China downplays potential new swine flu pandemic
China on Wednesday played down the threat of a new swine flu strain with pandemic potential that researchers discovered in pigs, saying the study is "not representative".
The deadly COVID-19 pandemic, which has now infected more than 10 million people worldwide, first emerged in China and is thought to have originated in bats and jumped to humans through an unknown intermediary animal.
The new swine flu strain found in China, according to the study published Monday in the US science journal PNAS, had "all the essential hallmarks" to infect humans and raised fears over another potential pandemic.
But China's foreign ministry moved to downplay fears on Wednesday.
"The G4 virus mentioned in the relevant report is a subtype of the H1N1 virus," foreign ministry spokesman Zhao Lijian said in a routine briefing.
"Experts have concluded that the sample size of the report is small and not representative."
Zhao added that "relevant departments and experts" will continue to step up monitoring of the disease, send warnings and handle it in a timely manner.
The new G4 swine flu strain is genetically descended from the H1N1 strain that caused a pandemic in 2009, according to the study, which was authored by scientists at Chinese universities and the Chinese Center for Disease Control and Prevention.
G4 was observed to be highly infectious, they said, replicating in human cells and causing more serious symptoms in ferrets than other viruses.

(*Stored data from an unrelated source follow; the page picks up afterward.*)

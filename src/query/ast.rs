// Copyright 2024 OctoFHIR Team
//
// Licensed under the Apache License, Version 2.0 (the "License");
// you may not use this file except in compliance with the License.
// You may obtain a copy of the License at
//
//     http://www.apache.org/licenses/LICENSE-2.0
//
// Unless required by applicable law or agreed to in writing, software
// distributed under the License is distributed on an "AS IS" BASIS,
// WITHOUT WARRANTIES OR CONDITIONS OF ANY KIND, either express or implied.
// See the License for the specific language governing permissions and
// limitations under the License.

//! Query expression tree
//!
//! Each variant carries exactly what its evaluation needs. Display renders an
//! expression back into query syntax.

use super::path_matcher::PathMatcher;
use std::fmt;

/// Reference to one element position of a segment tag, e.g. `REF02`
#[derive(Debug, Clone, PartialEq, Eq, Hash)]
pub struct ElementRef {
    /// Segment tag
    pub tag: String,
    /// 1-based element position
    pub index: usize,
}

impl ElementRef {
    /// Create an element reference
    pub fn new(tag: impl Into<String>, index: usize) -> Self {
        Self {
            tag: tag.into(),
            index,
        }
    }
}

impl fmt::Display for ElementRef {
    fn fmt(&self, f: &mut fmt::Formatter<'_>) -> fmt::Result {
        write!(f, "{}{:02}", self.tag, self.index)
    }
}

/// Condition `ELEMENTREF["VALUE"]` gating a target element
#[derive(Debug, Clone, PartialEq, Eq, Hash)]
pub struct Qualifier {
    /// Element whose value is compared
    pub element: ElementRef,
    /// Expected value, compared after trimming trailing pad spaces
    pub value: String,
}

impl fmt::Display for Qualifier {
    fn fmt(&self, f: &mut fmt::Formatter<'_>) -> fmt::Result {
        write!(f, "{}[\"{}\"]", self.element, self.value)
    }
}

/// Element reference with an optional segment path and qualifier chain
#[derive(Debug, Clone, PartialEq, Eq, Hash)]
pub struct ElementQuery {
    /// Enclosing segment tags, outermost first (`PO1` in `PO1-PID05`)
    pub path: Vec<String>,
    /// Target element
    pub target: ElementRef,
    /// Qualifiers, all of which must hold
    pub qualifiers: Vec<Qualifier>,
}

impl ElementQuery {
    /// Unqualified reference to `target`
    pub fn new(target: ElementRef) -> Self {
        Self {
            path: Vec::new(),
            target,
            qualifiers: Vec::new(),
        }
    }
}

impl fmt::Display for ElementQuery {
    fn fmt(&self, f: &mut fmt::Formatter<'_>) -> fmt::Result {
        for tag in &self.path {
            write!(f, "{tag}-")?;
        }
        write!(f, "{}", self.target)?;
        for qualifier in &self.qualifiers {
            write!(f, ":{qualifier}")?;
        }
        Ok(())
    }
}

/// Sub-query of a `FORSEGLOOP` macro
#[derive(Debug, Clone)]
pub enum LoopQuery {
    /// `*`: every element directly on the loop's segments
    AllElements,
    /// Any other query, scoped to the loop instance
    Query(Box<QueryExpr>),
}

/// Parsed query expression
#[derive(Debug, Clone)]
pub enum QueryExpr {
    /// `REF02`, `REF02:REF01["DP"]`, `PO1-PID05`
    Element(ElementQuery),
    /// `HL+S+O+I-LIN03`
    Hierarchy {
        /// Level codes, root first
        levels: Vec<String>,
        /// Query applied to segments with exactly this chain
        query: ElementQuery,
    },
    /// `FOREACH(PO1)=>PID05`
    ForEach {
        /// Loop tag whose instances are iterated
        loop_tag: String,
        /// Query evaluated in each instance
        query: Box<QueryExpr>,
    },
    /// `CONCAT(REF02, & )=>REF03`
    Concat {
        /// First value
        left: Box<QueryExpr>,
        /// Separator text, verbatim
        separator: String,
        /// Second value
        right: Box<QueryExpr>,
    },
    /// `FORSEGLOOP(ISA.GS.ST=271.HL=22)=>DTP03`
    ForSegLoop {
        /// Compiled path specification
        path: PathMatcher,
        /// Query evaluated in each matching loop instance
        query: LoopQuery,
    },
}

impl QueryExpr {
    /// Check if the expression aggregates instead of yielding element matches
    pub fn is_aggregate(&self) -> bool {
        match self {
            QueryExpr::ForEach { .. } | QueryExpr::Concat { .. } => true,
            QueryExpr::ForSegLoop {
                query: LoopQuery::Query(query),
                ..
            } => query.is_aggregate(),
            _ => false,
        }
    }
}

impl fmt::Display for QueryExpr {
    fn fmt(&self, f: &mut fmt::Formatter<'_>) -> fmt::Result {
        match self {
            QueryExpr::Element(query) => write!(f, "{query}"),
            QueryExpr::Hierarchy { levels, query } => {
                write!(f, "HL")?;
                for level in levels {
                    write!(f, "+{level}")?;
                }
                write!(f, "-{query}")
            }
            QueryExpr::ForEach { loop_tag, query } => write!(f, "FOREACH({loop_tag})=>{query}"),
            QueryExpr::Concat {
                left,
                separator,
                right,
            } => write!(f, "CONCAT({left},{separator})=>{right}"),
            QueryExpr::ForSegLoop { path, query } => {
                write!(f, "FORSEGLOOP({path})=>")?;
                match query {
                    LoopQuery::AllElements => write!(f, "*"),
                    LoopQuery::Query(query) => write!(f, "{query}"),
                }
            }
        }
    }
}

Researchers took 30,000 nasal swabs from slaughterhouse pigs in 10 Chinese provinces, allowing them to isolate 179 swine flu viruses.
According to the study, 10.4 percent of pig slaughterhouse workers tested had already been infected.
So far, there has been no evidence of human-to-human transmission. China did not elaborate further on how many had been infected by G4.
"It is of concern that human infection of G4 virus will further human adaptation and increase the risk of a human pandemic," the researchers wrote, calling for urgent measures to monitor people working with pigs.